Lorsque les attentats de 2015 ont entraîné la réunion du Congrès, ce fut un moment excessivement émouvant. Le Président de la République, François Hollande, ce jour-là, et je vous le dis comme je l'ai ressenti, a vraiment été à la hauteur de ses fonctions.
Et il nous a donné, non seulement en tant que parlementaires, mais à nous, Français, la force d'essayer de ressortir la tête de l'eau, où on avait voulu nous enfoncer. Fallait-il que le Président de la République soit là pour le débat qui a suivi ? Non ! Mais lorsque le Président de la République veut engager un débat, sur une révision constitutionnelle ou une déclaration de politique générale, et qu'il le fait de façon récurrente, doit-il pouvoir rester ? La réponse est oui ! Et c'est donc au chef de l'État, qui prend l'initiative de nous réunir, de décider si oui, ou non, il est nécessaire qu'il soit présent…
…. ou s'il laisse, effectivement, le Premier ministre nous répondre. Tel est le sens de cet amendement.
Sur les amendements identiques nos 221 , 575 , 790 , 1574 et 1722 , je suis saisi par le groupe UDI, Agir et indépendants d'une demande de scrutin public.
Le scrutin est annoncé dans l'enceinte de l'Assemblée nationale.
La parole est à M. Michel Castellani, pour soutenir l'amendement identique no 575 .
Nous débattons de cette question depuis plusieurs minutes et nous avons déjà eu un long débat en commission des lois. J'avais par ailleurs cru comprendre que le Président de la République s'était exprimé sur cette question à l'occasion de son discours au Congrès.
Notre amendement vise à instaurer la possibilité d'un réel débat entre le Parlement et le Président de la République. On comprend l'intérêt que pourrait éventuellement revêtir un tel dialogue entre le législatif et le chef de l'exécutif. Cela se discute, et je comprends que certains puissent considérer qu'il y a là une forme d'entorse à la séparation des pouvoirs. Dans notre esprit, en tout cas, cela ne reviendrait pas à abaisser le Président de la République, mais à relever, de fait, le rôle du Parlement.
Sur le fond, on peut s'interroger sur l'intérêt d'un discours présidentiel devant un Parlement muet. Il est préférable, dans ce cas, que le Président de la République s'exprime à la télévision, pour que tout le monde en profite ! La présence directe du Parlement ne semble pas indispensable dans ce cas-là.

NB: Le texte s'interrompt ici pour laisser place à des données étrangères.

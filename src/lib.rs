//! Mini-Ledger: a proof-of-work ledger validation engine in Rust
//!
//! This crate provides:
//! - SHA-256 content hashing over a canonical binary encoding
//! - Merkle roots over transaction hashes
//! - A 32-bit difficulty target checked against the hash prefix
//! - ECDSA signatures (secp256k1) over transaction bodies
//! - UTXO ledger validation with all-or-nothing application
//! - Block validation, mining and a genesis-rooted chain driver
//!
//! # Example
//!
//! ```rust
//! use mini_ledger::config::ChainConfig;
//! use mini_ledger::core::Chain;
//! use mini_ledger::wallet::Wallet;
//!
//! let mut chain = Chain::new(ChainConfig::permissive());
//! let alice = Wallet::new();
//! let bob = Wallet::new();
//!
//! // Mine a block paying the reward to alice
//! chain.mine_block(vec![], alice.key_pair()).unwrap();
//!
//! // Spend it
//! let tx = alice
//!     .create_transaction(&bob.public_key(), 20, chain.unspent())
//!     .unwrap();
//! chain.mine_block(vec![tx], bob.key_pair()).unwrap();
//!
//! assert_eq!(bob.utxos(chain.unspent()).len(), 2);
//! ```

pub mod cli;
pub mod config;
pub mod core;
pub mod crypto;
pub mod mining;
pub mod wallet;

// Re-export commonly used types
pub use crate::config::{ChainConfig, SurplusPolicy, BLOCK_REWARD};
pub use crate::core::{
    check_block, check_transactions, make_genesis_block, Block, BlockError, BlockValidator,
    Chain, LedgerError, Transaction, UnspentOutputSet,
};
pub use crate::crypto::KeyPair;
pub use crate::mining::Miner;
pub use crate::wallet::Wallet;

La parole est à M. Bertrand Pancher, pour soutenir l'amendement identique no 790 .
Nous ne reviendrons jamais sur l'élection du Président de la République au suffrage universel, ce que je regrette car l'état le plus avancé de la démocratie reste le régime parlementaire. Il y aurait d'ailleurs moins de schizophrénie si l'on ne faisait pas tout reposer sur la tête d'un même homme, le Président de la République.
Son élection au suffrage universel aurait dû entraîner, de facto, un renforcement des pouvoirs du Parlement, comme cela peut s'observer dans les régimes présidentiels, afin, au moins, d'atténuer les risques de concentration des pouvoirs. Ce n'est pas le cas et notre réforme constitutionnelle n'en prend pas le chemin, à voir le peu d'entrain que l'on a mis à tenir compte de notre proposition de renforcer le rôle du Parlement en matière de nominations proposées par le Gouvernement. Puisque le Président de la République est celui qui dispose de tous les pouvoirs, autant qu'il les assume en toute transparence en nous exposant ses projets, et qu'au moins une fois par an, il nous écoute, à défaut de nous entendre.
C'est pourquoi il nous semble utile que le Président de la République, non seulement s'exprime une fois par an devant le Congrès, et au moins reste pour entendre les réponses des groupes parlementaires.
La parole est à M. Philippe Vigier, pour soutenir l'amendement identique no 1574 .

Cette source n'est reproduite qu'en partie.